WORK INSTRUCTIONS: Write only the number of lines in the entries that hold the string "tree".

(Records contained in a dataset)

★ ★ ★ ★ ★ ★ ★

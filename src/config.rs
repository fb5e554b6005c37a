//! Configuration for the Periscope daemon.
//!
//! All configuration comes from environment variables; there is no config
//! file. Every tunable has a default, so a bare `periscope` invocation works
//! on a standard setup.
//!
//! # Environment Variables
//!
//! | Variable | Default | Description |
//! |----------|---------|-------------|
//! | `PERISCOPE_HOOK_PORT` | 4451 | Hook ingest + audit log server port |
//! | `PERISCOPE_STREAM_PORT` | 4450 | Snapshot stream (WebSocket) port |
//! | `PERISCOPE_DEBOUNCE_MS` | 200 | Per-file write coalescing delay |
//! | `PERISCOPE_PERMISSION_DELAY_MS` | 3000 | Permission debounce delay |
//! | `PERISCOPE_STALE_CHECK_INTERVAL_MS` | 10000 | Stale check period |
//! | `PERISCOPE_STALE_THRESHOLD_MS` | 60000 | Silence threshold for `working` |
//! | `PERISCOPE_IDLE_DISPLAY_THRESHOLD_MS` | 3600000 | Consumer-side display hint |
//! | `PERISCOPE_LOG_DIR` | `~/.claude/projects` | Watched transcript tree |
//! | `PERISCOPE_DATA_DIR` | `~/.periscope` | Audit logs and repo cache |
//! | `PERISCOPE_SUMMARIZER_URL` | unset | Summarizer endpoint (disabled when unset) |

use std::env;
use std::path::PathBuf;
use std::time::Duration;

use directories::BaseDirs;
use thiserror::Error;

/// Default hook ingest port.
const DEFAULT_HOOK_PORT: u16 = 4451;

/// Default snapshot stream port.
const DEFAULT_STREAM_PORT: u16 = 4450;

/// Default per-file write coalescing delay in milliseconds.
const DEFAULT_DEBOUNCE_MS: u64 = 200;

/// Default permission debounce delay in milliseconds.
const DEFAULT_PERMISSION_DELAY_MS: u64 = 3000;

/// Default stale check interval in milliseconds.
const DEFAULT_STALE_CHECK_INTERVAL_MS: u64 = 10_000;

/// Default silence threshold for `working` sessions in milliseconds.
const DEFAULT_STALE_THRESHOLD_MS: u64 = 60_000;

/// Default idle display threshold in milliseconds (one hour).
const DEFAULT_IDLE_DISPLAY_THRESHOLD_MS: u64 = 3_600_000;

/// Default transcript directory relative to home.
const DEFAULT_LOG_DIR: &str = ".claude/projects";

/// Default data directory relative to home.
const DEFAULT_DATA_DIR: &str = ".periscope";

/// Errors that can occur during configuration parsing.
#[derive(Error, Debug, Clone, PartialEq, Eq)]
pub enum ConfigError {
    /// Environment variable has an invalid value.
    #[error("invalid value for {key}: {message}")]
    InvalidValue {
        /// The environment variable name.
        key: String,
        /// Description of why the value is invalid.
        message: String,
    },

    /// Failed to determine home directory.
    #[error("failed to determine home directory")]
    NoHomeDirectory,
}

impl ConfigError {
    /// Creates a new invalid-value error.
    pub fn invalid(key: impl Into<String>, message: impl Into<String>) -> Self {
        Self::InvalidValue {
            key: key.into(),
            message: message.into(),
        }
    }
}

/// Runtime configuration for the daemon.
#[derive(Debug, Clone)]
pub struct Config {
    /// Port for `POST /hook` and `GET /logs/{sessionId}` (loopback only).
    pub hook_port: u16,

    /// Port for the snapshot stream WebSocket (loopback only).
    pub stream_port: u16,

    /// Quiet period before a modified log file is re-read.
    pub coalesce_delay: Duration,

    /// Delay before a permission request is surfaced; auto-approved tools
    /// complete inside this window and never flicker into "needs approval".
    pub permission_delay: Duration,

    /// Period of the global stale check.
    pub stale_check_interval: Duration,

    /// Silence threshold after which a `working` session is stopped.
    pub stale_threshold: Duration,

    /// Hint for consumers about when to hide idle sessions. The daemon does
    /// not act on it; it is surfaced via `/health`.
    pub idle_display_threshold: Duration,

    /// Root of the watched transcript tree.
    pub log_dir: PathBuf,

    /// Directory for audit logs and the persistent repo cache.
    pub data_dir: PathBuf,

    /// Endpoint of the external summarizer, if any.
    pub summarizer_url: Option<String>,
}

impl Config {
    /// Creates a new `Config` by parsing environment variables.
    ///
    /// # Errors
    ///
    /// Returns a `ConfigError` if a set variable cannot be parsed, or the
    /// home directory cannot be determined while a path default is needed.
    pub fn from_env() -> Result<Self, ConfigError> {
        let hook_port = parse_port("PERISCOPE_HOOK_PORT", DEFAULT_HOOK_PORT)?;
        let stream_port = parse_port("PERISCOPE_STREAM_PORT", DEFAULT_STREAM_PORT)?;

        let coalesce_delay = parse_millis("PERISCOPE_DEBOUNCE_MS", DEFAULT_DEBOUNCE_MS)?;
        let permission_delay =
            parse_millis("PERISCOPE_PERMISSION_DELAY_MS", DEFAULT_PERMISSION_DELAY_MS)?;
        let stale_check_interval = parse_millis(
            "PERISCOPE_STALE_CHECK_INTERVAL_MS",
            DEFAULT_STALE_CHECK_INTERVAL_MS,
        )?;
        let stale_threshold =
            parse_millis("PERISCOPE_STALE_THRESHOLD_MS", DEFAULT_STALE_THRESHOLD_MS)?;
        let idle_display_threshold = parse_millis(
            "PERISCOPE_IDLE_DISPLAY_THRESHOLD_MS",
            DEFAULT_IDLE_DISPLAY_THRESHOLD_MS,
        )?;

        let log_dir = match env::var("PERISCOPE_LOG_DIR") {
            Ok(val) => PathBuf::from(val),
            Err(_) => home_dir()?.join(DEFAULT_LOG_DIR),
        };
        let data_dir = match env::var("PERISCOPE_DATA_DIR") {
            Ok(val) => PathBuf::from(val),
            Err(_) => home_dir()?.join(DEFAULT_DATA_DIR),
        };

        let summarizer_url = env::var("PERISCOPE_SUMMARIZER_URL")
            .ok()
            .filter(|url| !url.trim().is_empty());

        Ok(Self {
            hook_port,
            stream_port,
            coalesce_delay,
            permission_delay,
            stale_check_interval,
            stale_threshold,
            idle_display_threshold,
            log_dir,
            data_dir,
            summarizer_url,
        })
    }

    /// Creates a configuration rooted at the given directories with default
    /// timings. Intended for tests and embedding.
    #[must_use]
    pub fn for_dirs(log_dir: PathBuf, data_dir: PathBuf) -> Self {
        Self {
            hook_port: DEFAULT_HOOK_PORT,
            stream_port: DEFAULT_STREAM_PORT,
            coalesce_delay: Duration::from_millis(DEFAULT_DEBOUNCE_MS),
            permission_delay: Duration::from_millis(DEFAULT_PERMISSION_DELAY_MS),
            stale_check_interval: Duration::from_millis(DEFAULT_STALE_CHECK_INTERVAL_MS),
            stale_threshold: Duration::from_millis(DEFAULT_STALE_THRESHOLD_MS),
            idle_display_threshold: Duration::from_millis(DEFAULT_IDLE_DISPLAY_THRESHOLD_MS),
            log_dir,
            data_dir,
            summarizer_url: None,
        }
    }

    /// Directory holding the per-session audit logs.
    #[must_use]
    pub fn audit_dir(&self) -> PathBuf {
        self.data_dir.join("logs")
    }

    /// Path of the persistent repo cache.
    #[must_use]
    pub fn repo_cache_path(&self) -> PathBuf {
        self.data_dir.join("repo-cache.json")
    }
}

/// Resolves the home directory.
fn home_dir() -> Result<PathBuf, ConfigError> {
    BaseDirs::new()
        .map(|dirs| dirs.home_dir().to_path_buf())
        .ok_or(ConfigError::NoHomeDirectory)
}

/// Parses an optional port environment variable.
fn parse_port(key: &str, default: u16) -> Result<u16, ConfigError> {
    match env::var(key) {
        Ok(val) => val
            .parse::<u16>()
            .map_err(|_| ConfigError::invalid(key, format!("expected port number, got '{val}'"))),
        Err(_) => Ok(default),
    }
}

/// Parses an optional millisecond-duration environment variable.
fn parse_millis(key: &str, default: u64) -> Result<Duration, ConfigError> {
    match env::var(key) {
        Ok(val) => val
            .parse::<u64>()
            .map(Duration::from_millis)
            .map_err(|_| ConfigError::invalid(key, format!("expected milliseconds, got '{val}'"))),
        Err(_) => Ok(Duration::from_millis(default)),
    }
}

#[cfg(test)]
mod tests {
    use super::*;

    #[test]
    fn for_dirs_uses_defaults() {
        let config = Config::for_dirs(PathBuf::from("/logs"), PathBuf::from("/data"));
        assert_eq!(config.hook_port, 4451);
        assert_eq!(config.stream_port, 4450);
        assert_eq!(config.coalesce_delay, Duration::from_millis(200));
        assert_eq!(config.permission_delay, Duration::from_millis(3000));
        assert_eq!(config.stale_check_interval, Duration::from_secs(10));
        assert_eq!(config.stale_threshold, Duration::from_secs(60));
        assert_eq!(config.idle_display_threshold, Duration::from_secs(3600));
        assert!(config.summarizer_url.is_none());
    }

    #[test]
    fn derived_paths_live_under_data_dir() {
        let config = Config::for_dirs(PathBuf::from("/logs"), PathBuf::from("/data"));
        assert_eq!(config.audit_dir(), PathBuf::from("/data/logs"));
        assert_eq!(
            config.repo_cache_path(),
            PathBuf::from("/data/repo-cache.json")
        );
    }

    #[test]
    fn config_error_display() {
        let err = ConfigError::invalid("PERISCOPE_HOOK_PORT", "expected port number, got 'x'");
        assert_eq!(
            err.to_string(),
            "invalid value for PERISCOPE_HOOK_PORT: expected port number, got 'x'"
        );
    }
}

★ ★ ★ ★ ★ ★ ★

TASK OUTPUT: 2